So a recent update for those I don't get a chance to talk to: I finally made a decision and I decided I am NOT going to go to Virgina for sure. Boy that was a load lifted off of my shoulders. Right now my choices are UC Santa Cruz or San Diego State. Kenny keeps insisting that the people down in San Diego are pricks and they're deprived or something because they don't use the word "hella". If anyone has some suggestions they would be most appreciated. :)

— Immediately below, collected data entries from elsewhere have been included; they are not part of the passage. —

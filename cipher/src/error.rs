use std::{error::Error, fmt::Display, time::Duration};

#[derive(Clone, Debug)]
pub enum CipherError {
    /// 模数位长过小
    InvalidBitsLen { min: usize, real: usize },

    InvalidPublicKey(String),

    /// 密钥生成时抽取的候选素数个数达到上限
    KeyGenExhausted { candidates: usize },

    /// 密钥生成超时
    KeyGenTimeout(Duration),

    Other(String),
}

impl Display for CipherError {
    fn fmt(&self, f: &mut std::fmt::Formatter<'_>) -> std::fmt::Result {
        match self {
            Self::InvalidBitsLen { min, real } => f.write_fmt(format_args!(
                "Invalid modulus bits length `{real}`, need at least `{min}` bits"
            )),
            Self::InvalidPublicKey(s) => f.write_str(s.as_str()),
            Self::KeyGenExhausted { candidates } => f.write_fmt(format_args!(
                "rsa: key generation gave up after drawing `{candidates}` prime candidates"
            )),
            Self::KeyGenTimeout(t) => {
                f.write_fmt(format_args!("rsa: key generation exceeded the deadline `{t:?}`"))
            }
            Self::Other(s) => f.write_str(s.as_str()),
        }
    }
}

impl Error for CipherError {}
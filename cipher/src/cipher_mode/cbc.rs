use crate::rsa::{KeyPair, PublicKey};
use crate::{BlockDecrypt, BlockEncrypt};
use num_bigint::BigUint;

/// Cipher Block Chaining Mode(CBC) over a big integer block function <br>
///
/// 初始向量IV必须是不可预测的, 同一个IV不能用于两条消息. 因此, 每条消息加密前需调用`self.set_iv`设置新的`IV`. <br>
pub struct CBC<E> {
    cipher: E,
    /// 初始化向量
    iv: BigUint,
}

// x mod 256
fn low_byte(x: &BigUint) -> u8 {
    x.iter_u64_digits().next().map_or(0, |d| d as u8)
}

impl<E> CBC<E> {
    pub fn new(cipher: E, iv: BigUint) -> Self {
        Self { cipher, iv }
    }

    pub fn set_iv(&mut self, iv: BigUint) {
        self.iv = iv;
    }

    pub fn get_cipher(&self) -> &E {
        &self.cipher
    }
}

impl<E: BlockEncrypt> CBC<E> {
    /// 每个明文字节输出一个密文分组, 输出顺序与输入一致
    pub fn encrypt(&self, plaintext: &[u8]) -> Vec<BigUint> {
        let (mut ciphertext, mut prev) = (Vec::with_capacity(plaintext.len()), low_byte(&self.iv));

        for &m in plaintext {
            let c = self.cipher.encrypt_block(&BigUint::from(m ^ prev));
            prev = low_byte(&c);
            ciphertext.push(c);
        }

        ciphertext
    }
}

impl<E: BlockDecrypt> CBC<E> {
    /// 解密结果只保留低8位, 被篡改的分组会得到错误的字节而不是报错
    pub fn decrypt(&self, ciphertext: &[BigUint]) -> Vec<u8> {
        let (mut plaintext, mut prev) = (Vec::with_capacity(ciphertext.len()), low_byte(&self.iv));

        for c in ciphertext {
            let x = self.cipher.decrypt_block(c);
            plaintext.push(low_byte(&x) ^ prev);
            prev = low_byte(c);
        }

        plaintext
    }
}

pub fn encrypt_message(plaintext: &[u8], pk: &PublicKey, iv: &BigUint) -> Vec<BigUint> {
    CBC::new(pk, iv.clone()).encrypt(plaintext)
}

pub fn decrypt_message(ciphertext: &[BigUint], key: &KeyPair, iv: &BigUint) -> Vec<u8> {
    CBC::new(key, iv.clone()).decrypt(ciphertext)
}
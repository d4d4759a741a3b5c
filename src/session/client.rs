use crate::error::SessionError;
use crate::session::wire::{self, EncryptedRequest};
use crate::session::{SessionState, Transport};
use cipher::cipher_mode::CBC;
use cipher::rsa::PublicKey;
use cipher::{DefaultRand, Rand};
use num_bigint::BigUint;
use std::io;

/// Peer side of one connection, owns its random source so concurrent sessions
/// never share nonce state.
pub struct ClientSession<T, R = DefaultRand> {
    transport: T,
    cbc: CBC<PublicKey>,
    rng: R,
    max_payload: usize,
    state: SessionState,
}

impl<T: Transport> ClientSession<T, DefaultRand> {
    /// 接收并检查对端公钥
    pub fn connect(transport: T, max_payload: usize) -> Result<Self, SessionError> {
        Self::connect_with_rng(transport, max_payload, DefaultRand::default())
    }
}

impl<T: Transport, R: Rand> ClientSession<T, R> {
    pub fn connect_with_rng(
        mut transport: T,
        max_payload: usize,
        rng: R,
    ) -> Result<Self, SessionError> {
        let data = transport.receive(max_payload)?;
        if data.is_empty() {
            return Err(SessionError::PeerClosed);
        }

        let pk = wire::decode_public_key(&String::from_utf8_lossy(data.as_slice()))?;
        log::info!(
            "received public key: e = {}, n = {}",
            pk.exponent(),
            pk.modules()
        );

        Ok(Self {
            transport,
            cbc: CBC::new(pk, BigUint::default()),
            rng,
            max_payload,
            state: SessionState::AwaitMessage,
        })
    }

    pub fn public_key(&self) -> &PublicKey {
        self.cbc.get_cipher()
    }

    pub fn state(&self) -> SessionState {
        self.state
    }

    fn close_on_err<V>(&mut self, res: io::Result<V>) -> Result<V, SessionError> {
        res.map_err(|e| {
            self.state = SessionState::Closed;
            SessionError::from(e)
        })
    }

    /// 每条消息使用新的nonce作为IV, nonce用对端公钥加密后随密文一起发送
    pub fn encrypt_request(&mut self, plaintext: &[u8]) -> Result<EncryptedRequest, SessionError> {
        let nonce = self.cbc.get_cipher().random_nonce(&mut self.rng)?;
        let encrypted_nonce = self.public_key().encrypt(&nonce);
        self.cbc.set_iv(nonce);

        Ok(EncryptedRequest {
            nonce: encrypted_nonce,
            blocks: self.cbc.encrypt(plaintext),
        })
    }

    /// Send one message and wait for its acknowledgement, returns the ack text
    /// exactly as the key holder sent it.
    pub fn send_message(&mut self, msg: &str) -> Result<String, SessionError> {
        if self.state != SessionState::AwaitMessage {
            return Err(SessionError::Closed);
        }

        let data = self.encrypt_request(msg.as_bytes())?.encode();
        if data.len() > self.max_payload {
            return Err(SessionError::PayloadTooLarge {
                len: data.len(),
                max: self.max_payload,
            });
        }

        let res = self.transport.send(data.as_bytes());
        self.close_on_err(res)?;
        log::debug!("message sent, {} bytes", data.len());

        let res = self.transport.receive(self.max_payload);
        let resp = self.close_on_err(res)?;
        if resp.is_empty() {
            self.state = SessionState::Closed;
            return Err(SessionError::PeerClosed);
        }

        let resp = String::from_utf8_lossy(resp.as_slice()).into_owned();
        wire::decode_ack(&resp)?;
        Ok(resp)
    }

    /// 结束会话并关闭连接, 对端随后读到EOF
    pub fn close(mut self) {
        self.state = SessionState::Closed;
        if let Err(e) = self.transport.shutdown() {
            log::warn!("shutdown transport failed: {e}");
        }
    }
}
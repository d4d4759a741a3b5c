//! # 以RSA为分组函数的链接模式
//!
//! 与NIST 800-38A中的CBC不同, 这里的分组大小是1个字节, 分组函数是RSA模幂运算,
//! 每个明文字节对应一个大整数密文, 密文序列的顺序不可改变.
//!
//! ## The Cipher Block Chaining Mode(CBC)
//!
//! 给定初始向量IV(由nonce充当, 每条消息都需要重新生成), 记$E$为公钥加密, $D$为私钥解密:
//!
//! $$
//! C_1 = E(P_1 \xor (IV \mod 256)); C_j = E(P_j \xor (C_{j-1} \mod 256)), j = 2...n
//!
//! P_1 = D(C_1) \xor (IV \mod 256); P_j = D(C_j) \xor (C_{j-1} \mod 256), j = 2...n
//! $$
//!
//! 解密时链接值取自密文而不是恢复出的明文, 所以篡改$C_i$只会影响$P_i$和$P_{i+1}$,
//! 当篡改后的$C_i$与原值模256同余时, 只有$P_i$受影响. <br>
//! 加密每个字节依赖前一个密文输出, 故Encrypt无法并行. <br>
//! <br>

mod cbc;
pub use cbc::{decrypt_message, encrypt_message, CBC};
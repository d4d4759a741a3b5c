pub mod cmd;
pub mod error;
pub mod session;

pub fn log_error<T>(x: Result<T, anyhow::Error>) -> Option<T> {
    x.map_err(|e| {
        log::error!("{e:#}");
    })
    .ok()
}
//! Textual wire format, decimal integers joined by delimiters.
//!
//! | message | format |
//! |---|---|
//! | public key | `<e>\|<n>` |
//! | encrypted request | `<encrypted_nonce>\|<c1>,<c2>,...,<ck>` |
//! | acknowledgement | `Message received: <plaintext>\r\n` |

use crate::error::WireError;
use cipher::rsa::PublicKey;
use num_bigint::BigUint;
use std::fmt::Write;

pub const KEY_DELIMITER: char = '|';
pub const BLOCK_DELIMITER: char = ',';
pub const ACK_PREFIX: &str = "Message received: ";
pub const ACK_SUFFIX: &str = "\r\n";

// 只接受十进制数字, 允许首尾空白
fn parse_integer(s: &str, field: &'static str) -> Result<BigUint, WireError> {
    let s = s.trim();
    if s.is_empty() {
        return Err(WireError::EmptyField(field));
    }

    if !s.bytes().all(|b| b.is_ascii_digit()) {
        return Err(WireError::InvalidInteger(s.to_string()));
    }

    BigUint::parse_bytes(s.as_bytes(), 10).ok_or_else(|| WireError::InvalidInteger(s.to_string()))
}

fn split_key(data: &str) -> Result<(&str, &str), WireError> {
    data.split_once(KEY_DELIMITER)
        .ok_or(WireError::MissingDelimiter(KEY_DELIMITER))
}

pub fn encode_public_key(pk: &PublicKey) -> String {
    format!("{}{KEY_DELIMITER}{}", pk.exponent(), pk.modules())
}

/// 解析并检查对端的公钥, 不合法的公钥对本次连接是致命的
pub fn decode_public_key(data: &str) -> Result<PublicKey, WireError> {
    let (e, n) = split_key(data)?;
    let (e, n) = (
        parse_integer(e, "public exponent")?,
        parse_integer(n, "modulus")?,
    );

    let pk = PublicKey::new_uncheck(n, e);
    pk.is_valid()
        .map_err(|e| WireError::InvalidPublicKey(e.to_string()))?;
    Ok(pk)
}

/// Encrypted nonce plus the chained cipher blocks, one block per plaintext byte.
#[derive(Clone, Debug, PartialEq, Eq)]
pub struct EncryptedRequest {
    pub nonce: BigUint,
    pub blocks: Vec<BigUint>,
}

impl EncryptedRequest {
    pub fn encode(&self) -> String {
        let mut s = String::with_capacity(160 * (self.blocks.len() + 1));
        let _ = write!(s, "{}{KEY_DELIMITER}", self.nonce);
        for (i, c) in self.blocks.iter().enumerate() {
            if i != 0 {
                s.push(BLOCK_DELIMITER);
            }
            let _ = write!(s, "{c}");
        }
        s
    }

    /// 空的分组项会被跳过, 因此`<nonce>|`表示空消息
    pub fn decode(data: &str) -> Result<Self, WireError> {
        let (nonce, blocks) = split_key(data)?;
        let nonce = parse_integer(nonce, "nonce")?;
        let blocks = blocks
            .split(BLOCK_DELIMITER)
            .map(str::trim)
            .filter(|b| !b.is_empty())
            .map(|b| parse_integer(b, "cipher block"))
            .collect::<Result<Vec<_>, _>>()?;

        Ok(Self { nonce, blocks })
    }
}

pub fn encode_ack(plaintext: &str) -> String {
    format!("{ACK_PREFIX}{plaintext}{ACK_SUFFIX}")
}

pub fn decode_ack(data: &str) -> Result<&str, WireError> {
    data.strip_suffix(ACK_SUFFIX)
        .unwrap_or(data)
        .strip_prefix(ACK_PREFIX)
        .ok_or_else(|| WireError::InvalidAck(data.to_string()))
}

#[cfg(test)]
mod tests {
    use super::{decode_ack, decode_public_key, encode_ack, encode_public_key, EncryptedRequest};
    use crate::error::WireError;
    use cipher::rsa::PublicKey;
    use num_bigint::BigUint;

    #[test]
    fn public_key() {
        let pk = PublicKey::new_uncheck(BigUint::from(3233u32), BigUint::from(17u32));
        let s = encode_public_key(&pk);
        assert_eq!(s, "17|3233");
        assert_eq!(decode_public_key(&s).unwrap(), pk);
        assert_eq!(decode_public_key(" 17 | 3233\r\n").unwrap(), pk);

        assert_eq!(
            decode_public_key("garbage-no-delimiter"),
            Err(WireError::MissingDelimiter('|'))
        );
        assert_eq!(
            decode_public_key("|3233"),
            Err(WireError::EmptyField("public exponent"))
        );
        assert_eq!(decode_public_key("17|"), Err(WireError::EmptyField("modulus")));
        assert!(matches!(
            decode_public_key("17|0"),
            Err(WireError::InvalidPublicKey(_))
        ));
        assert!(matches!(
            decode_public_key("0|3233"),
            Err(WireError::InvalidPublicKey(_))
        ));
        assert!(matches!(
            decode_public_key("17|-3233"),
            Err(WireError::InvalidInteger(_))
        ));
    }

    #[test]
    fn request_format() {
        let req = EncryptedRequest {
            nonce: BigUint::from(7u32),
            blocks: vec![
                BigUint::from(1u32),
                BigUint::from(22u32),
                BigUint::from(333u32),
            ],
        };
        assert_eq!(req.encode(), "7|1,22,333");
        assert_eq!(EncryptedRequest::decode("7|1,22,333").unwrap(), req);
        assert_eq!(EncryptedRequest::decode("7|1,,22,333,\r\n").unwrap(), req);

        let empty = EncryptedRequest {
            nonce: BigUint::from(7u32),
            blocks: vec![],
        };
        assert_eq!(empty.encode(), "7|");
        assert_eq!(EncryptedRequest::decode("7|").unwrap(), empty);
    }

    #[test]
    fn malformed_request() {
        assert_eq!(
            EncryptedRequest::decode("garbage-no-delimiter"),
            Err(WireError::MissingDelimiter('|'))
        );
        assert_eq!(
            EncryptedRequest::decode("|1,2"),
            Err(WireError::EmptyField("nonce"))
        );
        assert_eq!(
            EncryptedRequest::decode("12|1,x2"),
            Err(WireError::InvalidInteger("x2".to_string()))
        );
        assert_eq!(
            EncryptedRequest::decode("+12|1"),
            Err(WireError::InvalidInteger("+12".to_string()))
        );
        assert!(EncryptedRequest::decode("1_000|1").is_err());
    }

    #[test]
    fn ack() {
        let s = encode_ack("Hello World!");
        assert_eq!(s, "Message received: Hello World!\r\n");
        assert_eq!(decode_ack(&s), Ok("Hello World!"));
        assert_eq!(decode_ack("Message received: "), Ok(""));
        assert!(decode_ack("Hello World!\r\n").is_err());
    }
}
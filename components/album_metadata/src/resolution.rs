use dir_catalog::MetadataSource;

/// Which on-disk sources resolution may consult
#[derive(Debug, Clone, Copy, PartialEq, Eq)]
pub struct ResolverOptions {
    pub use_info_sheet: bool,
    pub use_cuesheet: bool,
}

impl Default for ResolverOptions {
    fn default() -> Self {
        Self {
            use_info_sheet: true,
            use_cuesheet: true,
        }
    }
}

/// Outcome of asking one source for metadata
#[derive(Debug, Clone, PartialEq, Eq)]
pub enum Resolution<T> {
    Accepted { value: T, source: MetadataSource },
    Rejected { source: MetadataSource, reason: String },
}

impl<T> Resolution<T> {
    pub fn accepted(value: T, source: MetadataSource) -> Self {
        Resolution::Accepted { value, source }
    }

    pub fn rejected(source: MetadataSource, reason: impl Into<String>) -> Self {
        Resolution::Rejected {
            source,
            reason: reason.into(),
        }
    }

    pub fn source(&self) -> MetadataSource {
        match self {
            Resolution::Accepted { source, .. } | Resolution::Rejected { source, .. } => *source,
        }
    }

    pub fn is_accepted(&self) -> bool {
        matches!(self, Resolution::Accepted { .. })
    }

    /// The accepted value, logging why it was turned down otherwise
    pub fn into_accepted(self) -> Option<(T, MetadataSource)> {
        match self {
            Resolution::Accepted { value, source } => Some((value, source)),
            Resolution::Rejected { source, reason } => {
                tracing::warn!("Ignoring {}: {}", source, reason);
                None
            }
        }
    }
}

I was so happy that I got a chance to spend some time with my mom. We went to Berkley on Saturday and I took her to Telegraph Ave. since she's NEVER been there before. :) I felt that she was deprived and she needed to be enlightened by all the interesting people that are there ie: those that are homeless, high, or have a different sexual preference. I love it... just because there's such a diversity and they have a lot of cool little shops that have cute clothes and whatnot. Then after I exposed my mom to bongs, and drugs (hehe not really), but yeah we went out to dessert to Claim Jumpers. There's this one guy I keep seeing every time I go and I feel ridiculous. Over the summer I went there with Sarah, Loreanne, and Kenny and our waiter happened to be a hottie so I flirted with him or whatnot and at the end of our meal they all dared me to leave my phone number on the back of the little receipt. I of course left my phone number and he never called, but the last two times that I've been there I've seen him... it's just one of those weird awkard situations.
Heheh I am almost thinking that I have the worst luck with attracting guys and almost always telling them I am not interested. There's this guy in two of my classes and we got to talking and whatnot. We did a project together for one of classes and after that we'd hang out occasionally. After all that he decides he wants to ask me out on a date and I keep putting it off. I feel terrible, but I don't want to hurt his feelings and I am kinda at a loss for words. Sometimes it's not easy being a girl!!